*Edited on 18/01/19 for minor typos. Edited on 14/02/19 to include the addition of further substantiating comments on a number of points, and to ensure clarity of language.

In the opening pages of volume one of Polchinski’s “String Theory“, we are immediately introduced to an expression for the action of a relativistic point particle. That the relativistic point particle should first come into focus makes sense, as it requires variational techniques to be formulated and a fairly nice analogy can be drawn between the parameterised worldline of the particle and the parameterised worldsheet of an open string (which we’ll begin to think about in a following entry).

As found in Polchinski, another terrific textbook by Becker, Becker and Schwarz (2006) also introduces a study of bosonic string theory with the relativistic point particle. I think it serves good pedagogical insight to emphasise why this approach makes sense: preceding a study of the relativistic string and thus also of its classical dynamics, there are many concepts that can and will be generalised from a study of the relativistic point particle. Perhaps this is something that will become increasingly clear in hindsight, but I will try to highlight some of the concepts as we go.

To begin, in Polchinski (p. 10) we are given the Poincaré-invariant action of the form:

    \[ S_{pp} = - m \int d \tau (- \dot{X}^{\mu} \dot{X}_{\mu})^{\frac{1}{2}} \]

We are also given the variation of the action,

    \[ \delta S_{pp} = -m \int d \tau \dot{u}_{\mu} \delta X^{\mu} \]

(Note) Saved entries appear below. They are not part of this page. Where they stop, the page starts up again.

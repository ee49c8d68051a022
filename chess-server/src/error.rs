//! 服务端错误类型

use thiserror::Error;

use protocol::{ChessError, ErrorCode, ProtocolError};

/// 服务端业务错误
///
/// 除 [`ServerError::Transport`] 中的致命错误外，都会转换为错误回复帧，连接继续。
#[derive(Error, Debug)]
pub enum ServerError {
    /// 对局不存在或已失效
    #[error("{0}")]
    Game(String),

    /// 玩家身份/座位错误
    #[error("{0}")]
    Player(String),

    /// 非法走法
    #[error("{0}")]
    IllegalMove(String),

    /// 结构化数据错误
    #[error("{0}")]
    StructuredData(String),

    /// 推送通道不可用（反向连接失败、已损坏）
    #[error("{0}")]
    PushChannel(String),

    /// 传输层错误
    #[error(transparent)]
    Transport(#[from] ProtocolError),
}

impl ServerError {
    /// 对局不存在
    pub fn unknown_game(game_id: &str) -> Self {
        ServerError::Game(format!("Game with id {game_id} does not exist"))
    }

    /// 对应的线上错误码
    pub fn code(&self) -> ErrorCode {
        match self {
            ServerError::Game(_) => ErrorCode::Game,
            ServerError::Player(_) => ErrorCode::Player,
            ServerError::IllegalMove(_) => ErrorCode::IllegalMove,
            ServerError::StructuredData(_) => ErrorCode::StructuredData,
            ServerError::Transport(ProtocolError::Json(_)) => ErrorCode::StructuredData,
            ServerError::PushChannel(_) | ServerError::Transport(_) => ErrorCode::Transport,
        }
    }

    /// 是否需要断开当前连接
    pub fn is_fatal(&self) -> bool {
        matches!(self, ServerError::Transport(e) if e.is_fatal())
    }
}

impl From<ChessError> for ServerError {
    fn from(err: ChessError) -> Self {
        match err {
            ChessError::InvalidSnapshot { .. } => ServerError::StructuredData(err.to_string()),
            _ => ServerError::IllegalMove(err.to_string()),
        }
    }
}

/// 服务端操作结果类型
pub type Result<T> = std::result::Result<T, ServerError>;

#[cfg(test)]
mod tests {
    use super::*;

    #[test]
    fn test_error_codes() {
        assert_eq!(ServerError::unknown_game("ABC").code(), ErrorCode::Game);
        assert_eq!(
            ServerError::unknown_game("ABC").to_string(),
            "Game with id ABC does not exist"
        );
        assert_eq!(
            ServerError::from(ChessError::NoFigure { x: 0, y: 3 }).code(),
            ErrorCode::IllegalMove
        );
        assert_eq!(
            ServerError::from(ChessError::InvalidSnapshot {
                reason: "x".to_string()
            })
            .code(),
            ErrorCode::StructuredData
        );
        assert_eq!(
            ServerError::PushChannel("down".to_string()).code(),
            ErrorCode::Transport
        );
    }

    #[test]
    fn test_fatal_errors() {
        assert!(ServerError::Transport(ProtocolError::ConnectionClosed).is_fatal());
        assert!(!ServerError::Transport(ProtocolError::framing("bad")).is_fatal());
        assert!(!ServerError::PushChannel("refused".to_string()).is_fatal());
        assert!(!ServerError::Player("nope".to_string()).is_fatal());
    }
}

Where u^{\mu} = \dot{X}^{\mu}(-\dot{X}^{\nu} \dot{X}_{\nu})^{\frac{1}{2}}.

Let’s unpack this.

First, a comment on the Poincaré-invariance of the action. One will likely be familiar with Lorentz invariance (boosts and rotations), as they are a common symmetry typically introduced to the student early in the study of Special Relativity. But there is a larger set of symmetries that includes the addition of translations, which is defined as the Poincaré group and thus follows the notion of Poincaré-invariance. So, one might say, Poincaré symmetry is the complete symmetry of Special Relativity. (If one requires additional reading, see this Wikipedia article or section 2.3 in Becker, Becker, Schwarz).

The key point here is that in referencing Poincaré invariance of the action, we are saying that the action is reparameterisation invariant.  That is, the action does not depend on parameterisation such that it “would be proportional to the proper time along the worldline” (p.10).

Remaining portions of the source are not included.